Selfpublishing (= jeder, der meint, er kann Worte zu Papier bringen, die andere gefälligst interessieren sollen) ist bis zum Überfluss mit Basisthemen vertreten. Auch wenn die Buchmesse erst sehr spät auf den Dampfer des Küchentischautors aufgesprungen ist, jetzt ist das Thema bereits gründlich durchgewalzt.

Gefühlt ist die Buchmesse dieses Jahr kleiner, dafür wird es vermutlich weniger Leerraum in den Hallen geben als im letzten Jahr. Warten wir’s ab, die intensiven Tage kommen ja noch…


Kommentare

3 Antworten zu „Buchmesse 2015: Pressetag“

  1. Schön, dass Salman Rushdie mal wieder öffentlich auftreten konnte. Dafür kann man schon ein paar Euro für die Sicherheit springen lassen.
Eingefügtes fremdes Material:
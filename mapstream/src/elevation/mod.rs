//! Single-shot elevation payloads.
//!
//! Unlike imagery, elevation arrives whole: a regular height grid
//! ([`ElevationGrid`]) or a pre-triangulated mesh ([`ElevationMesh`]). Both
//! parse in one call and report one tier to the cache, so the decode worker
//! treats them as a degenerate one-step pyramid.

mod grid;
mod mesh;

pub use grid::ElevationGrid;
pub use mesh::ElevationMesh;

use thiserror::Error;

/// Errors raised while parsing an elevation payload.
#[derive(Debug, Error)]
pub enum FormatError {
    /// The payload ended before the declared data.
    #[error("truncated elevation payload")]
    Truncated,

    /// The payload violates the format.
    #[error("corrupt elevation payload: {0}")]
    Corrupt(&'static str),
}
    1. War aber für diese Buchmesse ziemlich weit hergeholt. Es gibt auch in Indonesien Autoren, die sich unter Gefahr ihres Lebens für das einsetzen, was sie schreiben. Aber das interessiert hier keinen. Da muss ein Zugpferd her, koste es, was es wolle.

      Und wie blamabel ist es, wenn nach der Kurzrede des Autors das Gros der Journalisten den Raum verlässt ohne sich die eigentlichen Aussagen der Veranstaltung (Was ist los auf der diesjährigen Buchmesse – SR ist jedenfalls nicht da) anzuhören?
      Zugegeben, da kam auch nicht mehr viel…

      1. Ja, Rushdie ist ein Zugpferd.

        Es liegt aber ja nicht an der Buchmesse, dass verfolgte Autoren anderer Staaten nicht so bekannt sind. Oder doch? Sollte sie sich mehr für unbekannte verfolgte Autoren einsetzen?

        Der Sicherheitsaufwand wäre bei einem anderen Verfolgten sicher auch nicht viel geringer.

Über die Autorin

Die Journalistin Helga Kleisny ist diplomierte Physikerin (TU Wien), Fallschirmspringerin und Pilotin. Nach Arbeitsorten weltweit (Wien, Taipeh, Boca Raton (FL), München, Frankfurt…) sind ihre Haupt-Lebens- und Arbeitsorte nun in Deutschland und in den USA. Sie schreibt als freie Luft- und Raumfahrtjournalistin. Ihre Begeisterung für alles Technische und die Natur, am besten in Kombination, zeigt sich in ihren Büchern und in Seminaren und Vorträgen.